Overseas schools, Turkish cultural institutes and business, like Hizmet’s presence in the Turkish state, have been built up over four decades. For much of that Gülen has lived in self-imposed exile in the United States, something that has for Erdoğan supported the thesis that Hizmet is part of a broad foreign-backed anti-Turkish plot.
When Erdoğan was first elected in 2002, he lacked educated specialists to press social and economic reforms he envisaged to ease curbs on religion, improving welfare and, foremost, rein in a military that had toppled four governments in as many decades.
He invited Hizmet to help and Hizmet obliged. The falling out has pushed Erdoğan into his biggest crisis in 12 years.

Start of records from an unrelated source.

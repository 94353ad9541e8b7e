use crate::{
    config::AppConfig,
    db::DbPool,
    entities::{
        order::{self, Entity as OrderEntity, Model as OrderModel},
        order_line::{self, Entity as OrderLineEntity},
        order_status_history::{self, Entity as StatusHistoryEntity},
    },
    errors::ServiceError,
    events::{Event, EventSender},
    metrics::{CHECKOUT_FAILURES, COUPON_REDEMPTIONS, ORDERS_CREATED, ORDER_CANCELLATIONS},
    models::{OrderStatus, PaymentMethod, PaymentStatus, ShippingMethod},
    notifications::OrderNotifier,
    services::{
        catalog,
        coupons::{self, CouponLine, DiscountDecision},
        identity::{require_active_user, IdentityProvider, UserIdentity},
        inventory::{self, Reservation, StockLine},
        order_status::{self, ShipmentDetails, TransitionOutcome, TransitionRequest},
        pricing::{PricedLine, Pricing, PricingCalculator},
    },
};
use chrono::{DateTime, Utc};
use rand::Rng;
use sea_orm::{
    ActiveModelTrait, ColumnTrait, ConnectionTrait, DatabaseTransaction, EntityTrait,
    PaginatorTrait, QueryFilter, QueryOrder, Set, TransactionTrait,
};
use serde::{Deserialize, Serialize};
use std::sync::Arc;
use tracing::{error, info, instrument, warn};
use uuid::Uuid;
use validator::Validate;

const ORDER_NUMBER_SUFFIX_LEN: usize = 6;
const ORDER_NUMBER_ATTEMPTS: usize = 5;
const ORDER_NUMBER_CHARSET: &[u8] = b"ABCDEFGHIJKLMNOPQRSTUVWXYZ0123456789";

/// Request/Response types for the order service
#[derive(Debug, Clone, Serialize, Deserialize, Validate)]
pub struct CartLineRequest {
    pub product_id: Uuid,
    #[validate(range(min = 1, message = "Quantity must be at least 1"))]
    pub quantity: i32,
    #[validate(length(max = 64))]
    pub size: Option<String>,
    #[validate(length(max = 64))]
    pub color: Option<String>,
}

#[derive(Debug, Clone, PartialEq, Eq, Serialize, Deserialize, Validate)]
pub struct Address {
    #[validate(length(min = 1, max = 255))]
    pub full_name: String,
    #[validate(length(min = 1, max = 255))]
    pub line1: String,
    pub line2: Option<String>,
    #[validate(length(min = 1, max = 128))]
    pub city: String,
    pub state: Option<String>,
    #[validate(length(min = 1, max = 32))]
    pub postal_code: String,
    #[validate(length(equal = 2, message = "Country must be an ISO 3166-1 alpha-2 code"))]
    pub country: String,
    pub phone: Option<String>,
}

#[derive(Debug, Clone, Serialize, Deserialize, Validate)]
pub struct CreateOrderRequest {
    pub user_id: Uuid,
    #[validate]
    pub lines: Vec<CartLineRequest>,
    #[validate]
    pub shipping_address: Address,
    /// Falls back to the shipping address.
    #[validate]
    pub billing_address: Option<Address>,
    pub payment_method: PaymentMethod,
    pub shipping_method: ShippingMethod,
    pub coupon_code: Option<String>,
}

#[derive(Debug, Clone, Serialize, Deserialize)]
pub struct TransitionOrderRequest {
    pub target: OrderStatus,
    pub note: Option<String>,
    pub actor_id: Uuid,
    pub shipment: Option<ShipmentDetails>,
}

#[derive(Debug, Clone, Serialize, Deserialize)]
pub struct OrderDetails {
    pub order: OrderModel,
    /// Display order.
    pub lines: Vec<order_line::Model>,
    /// Oldest first.
    pub history: Vec<order_status_history::Model>,
}

impl OrderDetails {
    pub fn pricing(&self) -> Pricing {
        Pricing {
            subtotal: self.order.subtotal,
            tax: self.order.tax,
            shipping: self.order.shipping_cost,
            discount: self.order.discount,
            total: self.order.total,
        }
    }
}

/// What a committed checkout produced, kept for post-commit side effects.
struct PlacedOrder {
    order: OrderModel,
    reservation: Reservation,
    coupon: Option<DiscountDecision>,
}

/// Orders of `user_id` that were not cancelled.
pub async fn count_active_orders<C: ConnectionTrait>(
    conn: &C,
    user_id: Uuid,
) -> Result<u64, ServiceError> {
    Ok(OrderEntity::find()
        .filter(order::Column::UserId.eq(user_id))
        .filter(order::Column::Status.ne(OrderStatus::Cancelled))
        .count(conn)
        .await?)
}

/// `{prefix}-{yyyymmdd}-{6 upper-case alphanumerics}`.
pub fn generate_order_number(prefix: &str, now: DateTime<Utc>) -> String {
    let mut rng = rand::thread_rng();
    let suffix: String = (0..ORDER_NUMBER_SUFFIX_LEN)
        .map(|_| ORDER_NUMBER_CHARSET[rng.gen_range(0..ORDER_NUMBER_CHARSET.len())] as char)
        .collect();
    format!("{}-{}-{}", prefix, now.format("%Y%m%d"), suffix)
}

fn failure_reason(err: &ServiceError) -> &'static str {
    match err {
        ServiceError::InsufficientStock(_) => "insufficient_stock",
        ServiceError::ProductUnavailable(_) => "product_unavailable",
        ServiceError::CouponRejected { .. } => "coupon_rejected",
        ServiceError::NotFound(_) => "not_found",
        ServiceError::ValidationError(_) => "validation",
        ServiceError::Unauthorized(_) | ServiceError::Forbidden(_) => "unauthorized",
        _ => "internal",
    }
}

/// Post-commit fan-out for a status change: notification plus domain events.
/// Failures are logged and swallowed.
pub(crate) async fn publish_transition(
    notifier: &dyn OrderNotifier,
    event_sender: Option<&EventSender>,
    outcome: &TransitionOutcome,
) {
    if let Err(e) = notifier
        .notify_order_status_changed(&outcome.order, outcome.previous)
        .await
    {
        warn!(order_id = %outcome.order.id, error = %e, "Failed to send status notification");
    }

    let Some(sender) = event_sender else {
        return;
    };
    let mut events = Vec::with_capacity(outcome.released.len() + 1);
    if outcome.order.status == OrderStatus::Cancelled {
        events.push(Event::OrderCancelled {
            order_id: outcome.order.id,
            reason: outcome.order.cancellation_reason.clone().unwrap_or_default(),
        });
    }
    for line in &outcome.released {
        events.push(Event::InventoryReleased {
            order_id: outcome.order.id,
            product_id: line.product_id,
            quantity: line.quantity,
        });
    }
    for event in events {
        if let Err(e) = sender.send(event).await {
            warn!(order_id = %outcome.order.id, error = %e, "Failed to publish order event");
        }
    }
}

Hizmet runs 2,000 educational establishments in 160 countries, from Afghanistan to the United States. The schools, such as the Yavuz Selim in Gambia, are well equipped, teach a secular curriculum in English, and are popular, especially in poorer countries, with the political and business elite.

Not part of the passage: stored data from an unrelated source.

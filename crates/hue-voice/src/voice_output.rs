//! **Voice output**: speech sinks with a common cancellation contract.
//!
//! A [`SpeechSink`] starts speaking one chunk and hands back a [`Playback`]
//! the player can poll and cancel. Three sinks:
//!
//! | Sink | How it speaks | Cancel |
//! |------|---------------|--------|
//! | [`ServiceSpeechSink`] | ElevenLabs synthesis, rodio playback | `Sink::stop` |
//! | [`CommandSpeechSink`] | one `say` (or similar) process per chunk | kill the process |
//! | [`FallbackSpeechSink`] | primary until it fails, then fallback for good | delegated |

use crate::error::{VoiceError, VoiceResult};
use async_trait::async_trait;
use rodio::{OutputStream, OutputStreamHandle, Sink, Source};
use std::io::Cursor;
use std::process::Stdio;
use std::sync::atomic::{AtomicBool, Ordering};
use std::sync::{mpsc as std_mpsc, Arc};
use std::thread;
use std::time::Duration;
use tracing::{debug, info, warn};

/// Backend that turns text into encoded audio (MP3/WAV).
#[async_trait]
pub trait TtsBackend: Send + Sync {
    /// Synthesize text. An empty vec means nothing to play.
    async fn synthesize(&self, text: &str) -> VoiceResult<Vec<u8>>;
}

/// ElevenLabs text-to-speech (`POST /v1/text-to-speech/{voice_id}`).
#[derive(Debug, Clone)]
pub struct ElevenLabsTts {
    base_url: String,
    api_key: String,
    voice_id: String,
    model: String,
    client: reqwest::Client,
}

impl ElevenLabsTts {
    pub fn new(
        base_url: impl Into<String>,
        api_key: impl Into<String>,
        voice_id: impl Into<String>,
        model: impl Into<String>,
    ) -> VoiceResult<Self> {
        let client = reqwest::Client::builder()
            .timeout(Duration::from_secs(60))
            .build()
            .map_err(|e| VoiceError::Tts(e.to_string()))?;
        Ok(Self {
            base_url: base_url.into().trim_end_matches('/').to_string(),
            api_key: api_key.into(),
            voice_id: voice_id.into(),
            model: model.into(),
            client,
        })
    }

    pub fn voice_id(&self) -> &str {
        &self.voice_id
    }
}

#[async_trait]
impl TtsBackend for ElevenLabsTts {
    async fn synthesize(&self, text: &str) -> VoiceResult<Vec<u8>> {
        let text = text.trim();
        if text.is_empty() {
            return Ok(Vec::new());
        }
        if hue_core::is_placeholder_key(&self.api_key) {
            return Err(VoiceError::Tts("ELEVENLABS_API_KEY is not set".to_string()));
        }
        let url = format!("{}/v1/text-to-speech/{}", self.base_url, self.voice_id);
        let body = serde_json::json!({
            "text": text,
            "model_id": self.model,
        });
        let res = self
            .client
            .post(&url)
            .header("xi-api-key", &self.api_key)
            .header("accept", "audio/mpeg")
            .json(&body)
            .send()
            .await
            .map_err(|e| VoiceError::Tts(e.to_string()))?;
        if !res.status().is_success() {
            let status = res.status();
            let body = res.text().await.unwrap_or_default();
            return Err(VoiceError::Tts(format!("TTS API error {}: {}", status, body)));
        }
        let bytes = res.bytes().await.map_err(|e| VoiceError::Tts(e.to_string()))?;
        Ok(bytes.to_vec())
    }
}

/// Default output device, kept open on its own thread (`OutputStream` is !Send).
pub struct AudioOutput {
    handle: OutputStreamHandle,
    // Dropping the sender releases the device thread.
    _keepalive: std_mpsc::Sender<()>,
}

impl AudioOutput {
    pub fn open() -> VoiceResult<Self> {
        let (handle_tx, handle_rx) = std_mpsc::sync_channel::<VoiceResult<OutputStreamHandle>>(1);
        let (keepalive_tx, keepalive_rx) = std_mpsc::channel::<()>();

        thread::Builder::new()
            .name("hue-output".to_string())
            .spawn(move || match OutputStream::try_default() {
                Ok((stream, handle)) => {
                    let _ = handle_tx.send(Ok(handle));
                    // Blocks until AudioOutput is dropped.
                    let _ = keepalive_rx.recv();
                    drop(stream);
                }
                Err(e) => {
                    let _ = handle_tx.send(Err(e.into()));
                }
            })?;

        let handle = handle_rx
            .recv()
            .map_err(|_| VoiceError::Playback("output thread exited during startup".to_string()))??;
        info!("🔊 Audio output ready");
        Ok(Self {
            handle,
            _keepalive: keepalive_tx,
        })
    }

    /// Decode `bytes` and start playing them on a fresh sink.
    pub fn play_bytes(&self, bytes: Vec<u8>) -> VoiceResult<Arc<Sink>> {
        let sink = Sink::try_new(&self.handle)?;
        let source = rodio::Decoder::new(Cursor::new(bytes))?;
        sink.append(source.convert_samples::<f32>());
        Ok(Arc::new(sink))
    }
}

/// One chunk being spoken.
pub trait Playback: Send {
    fn is_finished(&mut self) -> bool;
    /// Stop speaking now. Idempotent.
    fn cancel(&mut self);
}

/// Something that can speak a chunk of text.
#[async_trait]
pub trait SpeechSink: Send + Sync {
    /// Begin speaking `chunk`; returns once playback has started.
    async fn start(&self, chunk: &str) -> VoiceResult<Box<dyn Playback>>;

    fn name(&self) -> &'static str;
}

/// Playback with nothing to play.
struct Finished;

impl Playback for Finished {
    fn is_finished(&mut self) -> bool {
        true
    }

    fn cancel(&mut self) {}
}

struct SinkPlayback(Arc<Sink>);

impl Playback for SinkPlayback {
    fn is_finished(&mut self) -> bool {
        self.0.empty()
    }

    fn cancel(&mut self) {
        self.0.stop();
    }
}

/// Remote synthesis played through [`AudioOutput`].
pub struct ServiceSpeechSink {
    tts: Arc<dyn TtsBackend>,
    output: AudioOutput,
}

impl ServiceSpeechSink {
    pub fn new(tts: Arc<dyn TtsBackend>, output: AudioOutput) -> Self {
        Self { tts, output }
    }
}

#[async_trait]
impl SpeechSink for ServiceSpeechSink {
    async fn start(&self, chunk: &str) -> VoiceResult<Box<dyn Playback>> {
        let audio = self.tts.synthesize(chunk).await?;
        if audio.is_empty() {
            return Ok(Box::new(Finished));
        }
        debug!("Playing {} bytes of synthesized audio", audio.len());
        let sink = self.output.play_bytes(audio)?;
        Ok(Box::new(SinkPlayback(sink)))
    }

    fn name(&self) -> &'static str {
        "service"
    }
}

/// Local TTS command (macOS `say`, `espeak`, ...), text passed as the last argument.
#[derive(Debug, Clone)]
pub struct CommandSpeechSink {
    program: String,
    args: Vec<String>,
}

impl CommandSpeechSink {
    pub fn new(program: impl Into<String>) -> Self {
        Self {
            program: program.into(),
            args: Vec::new(),
        }
    }

    /// Extra arguments placed before the text.
    pub fn with_args(mut self, args: Vec<String>) -> Self {
        self.args = args;
        self
    }
}

struct ChildPlayback(tokio::process::Child);

impl Playback for ChildPlayback {
    fn is_finished(&mut self) -> bool {
        !matches!(self.0.try_wait(), Ok(None))
    }

    fn cancel(&mut self) {
        if let Err(e) = self.0.start_kill() {
            debug!("TTS process already gone: {}", e);
        }
    }
}

#[async_trait]
impl SpeechSink for CommandSpeechSink {
    async fn start(&self, chunk: &str) -> VoiceResult<Box<dyn Playback>> {
        if chunk.trim().is_empty() {
            return Ok(Box::new(Finished));
        }
        let child = tokio::process::Command::new(&self.program)
            .args(&self.args)
            .arg(chunk)
            .stdin(Stdio::null())
            .stdout(Stdio::null())
            .stderr(Stdio::null())
            .kill_on_drop(true)
            .spawn()
            .map_err(|e| VoiceError::Tts(format!("failed to run {}: {}", self.program, e)))?;
        Ok(Box::new(ChildPlayback(child)))
    }

    fn name(&self) -> &'static str {
        "system"
    }
}

/// Uses `primary` until it fails once, then `fallback` for the rest of the process.
pub struct FallbackSpeechSink {
    primary: Arc<dyn SpeechSink>,
    fallback: Arc<dyn SpeechSink>,
    degraded: AtomicBool,
}

impl FallbackSpeechSink {
    pub fn new(primary: Arc<dyn SpeechSink>, fallback: Arc<dyn SpeechSink>) -> Self {
        Self {
            primary,
            fallback,
            degraded: AtomicBool::new(false),
        }
    }

    /// Whether the primary sink has been abandoned.
    pub fn is_degraded(&self) -> bool {
        self.degraded.load(Ordering::SeqCst)
    }
}

#[async_trait]
impl SpeechSink for FallbackSpeechSink {
    async fn start(&self, chunk: &str) -> VoiceResult<Box<dyn Playback>> {
        if !self.is_degraded() {
            match self.primary.start(chunk).await {
                Ok(playback) => return Ok(playback),
                Err(e) => {
                    warn!(
                        "{} TTS failed ({}), falling back to {} TTS",
                        self.primary.name(),
                        e,
                        self.fallback.name()
                    );
                    self.degraded.store(true, Ordering::SeqCst);
                }
            }
        }
        self.fallback.start(chunk).await
    }

    fn name(&self) -> &'static str {
        if self.is_degraded() {
            self.fallback.name()
        } else {
            self.primary.name()
        }
    }
}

“Until six months ago, government officials, the President, the Prime Minister were going to these schools and praising them and saying they were important for peace in the world,” Baştürk said. “The government is pressing the Hizmet movement from outside to put it in difficulty inside (Turkey).”
Erdoğan has sought help from U.S. President Barack Obama in curbing “the man from Pennsylvania”. On a lower level he has spoken to the head of Pakistan’s Punjab about the schools.
The government accuses Hizmet overseas of running a propaganda campaign against the Turkish government through publications. Officials say the organisation is also carrying out other actions, unspecified, that can alarm host governments.
Hizmet says the Turkish government approaches different governments in different ways, according to local sensitivities.
“They say to the Russians ‘kick them out’, they are making pan-Turkish propaganda in their schools,” said Baştürk, referring to Russian sensitivities about Turkish-related populations in Russia, the Caucasus area and Central Asia. “We hear all this because we have friends there.
Assessing the full scale of Hizmet influence and its economic power is difficult because of the essentially secretive nature of some aspects; but Ankara clearly sees it as a threat.
Business sources say Turkish firms play a dominant role in construction in Kabul, where Hizmet opened a school weeks after the Taliban was ousted in 2001. Are those firms all Hizmet?
“Hizmet is not a movement with a membership,” Baştürk said. “Hizmet movement business people are a very heterogeneous structure. In Kabul, all businessmen are from the Hizmet movement on the one hand, and on the other, they are not.”